Lire le même passage dans plusieurs traductions fidèles clarifie souvent ce qui se passe. La Louis Segond comme texte de référence est solide. La Bible Amplifiée peut montrer l'étendue du sens. Les textes en langues originales peuvent être consultés quand nécessaire. La comparaison de traductions est particulièrement précieuse sur les passages disputés — si toutes les traductions fidèles s'accordent, le sens est probablement clair ; si elles divergent, le texte sous-jacent ou le choix de traduction mérite examen.

Évaluer les enseignants et les enseignements

Bien-aimés, n'ajoutez pas foi à tout esprit ; mais éprouvez les esprits, pour savoir s'ils sont de Dieu, car plusieurs faux prophètes se sont répandus dans le monde.

— 1 Jean 4:1 (LSG)

Mais examinez toutes choses ; retenez ce qui est bon. Abstenez-vous de toute espèce de mal.

— 1 Thessaloniciens 5:21–22 (LSG)

Mais, quand nous-mêmes, quand un ange du ciel annoncerait un autre évangile que celui que nous vous avons prêché, qu'il soit anathème !

— Galates 1:8 (LSG)

Ce ne sont pas des commandements facultatifs pour des croyants prudents. Ce sont des exigences permanentes pour tout disciple. Nous devons évaluer. Nous devons juger. Nous devons refuser ce qui ne passe pas l'épreuve, peu importe sa source — même un ange, même Paul lui-même s'il avait abandonné l'évangile qu'il avait prêché.

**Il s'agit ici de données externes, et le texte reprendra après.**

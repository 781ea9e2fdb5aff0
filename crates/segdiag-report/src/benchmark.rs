//! Latency benchmark artifact produced by the external timing harness.

use serde::{Deserialize, Serialize};

/// Latency statistics in milliseconds for one device.
#[derive(Debug, Clone, Copy, PartialEq, Serialize, Deserialize)]
pub struct TimingStats {
    pub mean: f64,
    pub std: f64,
    pub min: f64,
    pub max: f64,
}

#[derive(Debug, Clone, Copy, PartialEq, Eq, Serialize, Deserialize)]
#[serde(rename_all = "UPPERCASE")]
pub enum BenchmarkStatus {
    Pass,
    Fail,
    Unknown,
}

/// Contents of `inference_benchmark.json`.
#[derive(Debug, Clone, PartialEq, Serialize, Deserialize)]
pub struct BenchmarkResult {
    pub cpu: TimingStats,
    #[serde(default, skip_serializing_if = "Option::is_none")]
    pub gpu: Option<TimingStats>,
    pub requirement: String,
    pub status: BenchmarkStatus,
}

/// The part of a benchmark that a failure report carries.
#[derive(Debug, Clone, PartialEq, Serialize, Deserialize)]
pub struct BenchmarkAnnotation {
    pub requirement: String,
    pub status: BenchmarkStatus,
}

/// Parses a `<Nms` requirement into its bound in milliseconds.
pub fn parse_requirement(requirement: &str) -> Option<f64> {
    let bound = requirement.trim().strip_prefix('<')?;
    let bound = bound.trim().strip_suffix("ms").unwrap_or(bound);
    bound.trim().parse().ok()
}

impl BenchmarkResult {
    pub fn devices(&self) -> impl Iterator<Item = (&'static str, &TimingStats)> {
        std::iter::once(("cpu", &self.cpu)).chain(self.gpu.as_ref().map(|gpu| ("gpu", gpu)))
    }

    /// Status implied by the requirement: every measured device mean strictly below the bound.
    ///
    /// `None` when the requirement cannot be parsed.
    pub fn expected_status(&self) -> Option<BenchmarkStatus> {
        let bound = parse_requirement(&self.requirement)?;
        let pass = self.devices().all(|(_, stats)| stats.mean < bound);
        Some(if pass {
            BenchmarkStatus::Pass
        } else {
            BenchmarkStatus::Fail
        })
    }

    /// Whether the recorded status agrees with the requirement.
    pub fn is_consistent(&self) -> bool {
        match self.expected_status() {
            Some(expected) => self.status == BenchmarkStatus::Unknown || self.status == expected,
            None => true,
        }
    }

    /// Copies requirement and status verbatim.
    pub fn annotation(&self) -> BenchmarkAnnotation {
        BenchmarkAnnotation {
            requirement: self.requirement.clone(),
            status: self.status,
        }
    }
}

#[cfg(test)]
mod tests {
    use super::*;

    fn stats(mean: f64) -> TimingStats {
        TimingStats {
            mean,
            std: 1.0,
            min: mean - 2.0,
            max: mean + 2.0,
        }
    }

    fn result(mean: f64, status: BenchmarkStatus) -> BenchmarkResult {
        BenchmarkResult {
            cpu: stats(mean),
            gpu: None,
            requirement: "<50ms".to_string(),
            status,
        }
    }

    #[test]
    fn fast_model_passes() {
        let benchmark = result(42.5, BenchmarkStatus::Pass);
        assert_eq!(benchmark.expected_status(), Some(BenchmarkStatus::Pass));
        assert!(benchmark.is_consistent());
    }

    #[test]
    fn slow_model_fails() {
        let benchmark = result(55.0, BenchmarkStatus::Fail);
        assert_eq!(benchmark.expected_status(), Some(BenchmarkStatus::Fail));
    }

    #[test]
    fn any_slow_device_fails() {
        let mut benchmark = result(12.0, BenchmarkStatus::Pass);
        benchmark.gpu = Some(stats(50.0));
        assert_eq!(benchmark.expected_status(), Some(BenchmarkStatus::Fail));
        assert!(!benchmark.is_consistent());
    }

    #[test]
    fn annotation_copies_recorded_status() {
        // Recorded status disagrees with the timings; the annotation keeps it anyway.
        let benchmark = result(55.0, BenchmarkStatus::Pass);
        let annotation = benchmark.annotation();
        assert_eq!(annotation.status, BenchmarkStatus::Pass);
        assert_eq!(annotation.requirement, "<50ms");
    }

    #[test]
    fn parses_harness_output() {
        let json = r#"{
            "cpu": {"mean": 42.5, "std": 3.1, "min": 39.0, "max": 51.2},
            "gpu": {"mean": 8.0, "std": 0.4, "min": 7.5, "max": 9.1},
            "requirement": "<50ms",
            "status": "PASS"
        }"#;
        let benchmark: BenchmarkResult = serde_json::from_str(json).unwrap();
        assert_eq!(benchmark.status, BenchmarkStatus::Pass);
        assert_eq!(benchmark.gpu.map(|g| g.mean), Some(8.0));
        assert_eq!(benchmark.devices().count(), 2);
    }

    #[test]
    fn requirement_parsing() {
        assert_eq!(parse_requirement("<50ms"), Some(50.0));
        assert_eq!(parse_requirement(" < 33.3 ms"), Some(33.3));
        assert_eq!(parse_requirement("<20"), Some(20.0));
        assert_eq!(parse_requirement("fast"), None);
        assert!(result(80.0, BenchmarkStatus::Unknown).is_consistent());
    }
}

Marques d'un enseignement sain

L'Écriture nous donne des marques identifiables d'un enseignement qui mérite d'être accueilli.

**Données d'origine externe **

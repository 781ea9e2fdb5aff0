//! Per-class IoU values with absent classes kept as undefined.
//!
//! A class that appears in neither the prediction nor the ground truth has no IoU. It is
//! stored as `None` and never contributes to a mean.

use crate::{class_map::ClassMap, confusion::ConfusionMatrix, error::MetricResult};

/// IoU per class id, `None` where the class union is empty.
#[derive(Debug, Clone, PartialEq)]
pub struct ClassIou {
    values: Vec<Option<f64>>,
}

impl ClassIou {
    pub fn new(values: Vec<Option<f64>>) -> Self {
        Self { values }
    }

    pub fn num_classes(&self) -> usize {
        self.values.len()
    }

    pub fn get(&self, class: usize) -> Option<f64> {
        self.values.get(class).copied().flatten()
    }

    pub fn values(&self) -> &[Option<f64>] {
        &self.values
    }

    /// `(class id, IoU)` for every class with a defined value, in id order.
    pub fn defined(&self) -> impl Iterator<Item = (usize, f64)> + '_ {
        self.values
            .iter()
            .enumerate()
            .filter_map(|(class, iou)| iou.map(|iou| (class, iou)))
    }

    /// Mean over defined classes; `None` if no class is defined.
    pub fn mean(&self) -> Option<f64> {
        let (sum, count) = self
            .defined()
            .fold((0.0, 0usize), |(sum, count), (_, iou)| (sum + iou, count + 1));
        (count > 0).then(|| sum / count as f64)
    }

    /// The `n` lowest defined IoUs, ascending, ties broken by class id.
    pub fn worst(&self, n: usize) -> Vec<(usize, f64)> {
        let mut defined: Vec<_> = self.defined().collect();
        defined.sort_by(|a, b| a.1.total_cmp(&b.1).then(a.0.cmp(&b.0)));
        defined.truncate(n);
        defined
    }
}

/// Computes per-class IoU for one prediction/ground-truth pair.
pub fn per_class_iou(
    prediction: &ClassMap,
    ground_truth: &ClassMap,
    num_classes: usize,
) -> MetricResult<ClassIou> {
    ConfusionMatrix::from_maps(ground_truth, prediction, num_classes)
        .map(|matrix| matrix.per_class_iou())
}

L'enseignement sain exalte Christ. Il attire l'attention sur Lui, non sur l'enseignant. Il honore sa personne, son œuvre, sa suffisance.

L'enseignement sain tient la ligne sur l'Écriture. Il traite la Bible comme autorité finale. Il ne subordonne pas l'Écriture à l'expérience, à la tradition, à l'opinion contemporaine ou à la révélation personnelle.

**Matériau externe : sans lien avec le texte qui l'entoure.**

use std::path::PathBuf;

use thiserror::Error;

/// Errors raised while rendering or persisting report artifacts.
#[derive(Error, Debug)]
pub enum ReportError {
    /// A filesystem operation on an artifact failed.
    #[error("I/O error on {path}")]
    Io {
        /// The artifact path.
        path: PathBuf,
        /// The underlying I/O error.
        #[source]
        source: std::io::Error,
    },

    /// A value could not be serialised to JSON.
    #[error("failed to serialise {path}")]
    Serialization {
        /// The artifact path.
        path: PathBuf,
        /// The underlying serde error.
        #[source]
        source: serde_json::Error,
    },

    /// A rendered image could not be encoded.
    #[error("failed to encode image {path}")]
    ImageEncode {
        /// The artifact path.
        path: PathBuf,
        /// The underlying image error.
        #[source]
        source: image::ImageError,
    },

    /// The case image and its class maps disagree in size.
    #[error(
        "cannot render {what}: image {image_width}x{image_height}, map {map_width}x{map_height}"
    )]
    DimensionMismatch {
        what: String,
        image_width: u32,
        image_height: u32,
        map_width: u32,
        map_height: u32,
    },

    /// The overlay weight lies outside `[0, 1]`.
    #[error("overlay alpha must lie in [0, 1], got {alpha}")]
    InvalidAlpha { alpha: f64 },

    /// A report violates its ordering or length invariant.
    #[error("invalid failure report: {reason}")]
    InvalidReport {
        /// The violated invariant.
        reason: String,
    },
}

/// A specialized `Result` type for report operations.
pub type ReportResult<T> = Result<T, ReportError>;

/// Why a previously produced artifact could not be read.
///
/// Neither variant is fatal: readers treat both as "no data available".
#[derive(Error, Debug)]
pub enum ArtifactError {
    /// The artifact has not been generated.
    #[error("artifact not found: {path}")]
    Missing {
        /// The expected artifact path.
        path: PathBuf,
    },

    /// The artifact exists but cannot be parsed.
    #[error("malformed artifact {path}: {reason}")]
    Malformed {
        /// The artifact path.
        path: PathBuf,
        /// The read or parse failure.
        reason: String,
    },
}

L'enseignement sain produit des fruits de piété chez l'enseignant et chez les auditeurs. ==QUOTE==Vous les reconnaîtrez à leurs fruits.|Matthieu 7:16 (LSG) La saine doctrine produit la sainteté, l'amour, l'intégrité, la fidélité. Là où la doctrine produit constamment le contraire, quelque chose ne va pas.

L'enseignement sain s'aligne sur la foi apostolique historique. La foi qui a été transmise aux saints une fois pour toutes (Jude 3, LSG) n'est pas nouvelle à chaque génération. Il y a des convictions fondamentales que l'Église a toujours tenues — la Trinité, la divinité de Christ, la résurrection corporelle, le salut par la grâce par la foi, l'autorité de l'Écriture. L'enseignement qui rompt avec cette foi historique sur les points essentiels doit être rejeté.

L'enseignement sain appelle à la repentance, à la foi et à la sainteté. Il ne flatte pas l'auditeur. Il ne promet pas la bénédiction sans l'obéissance. Il appelle les gens à prendre leur croix et à suivre Christ.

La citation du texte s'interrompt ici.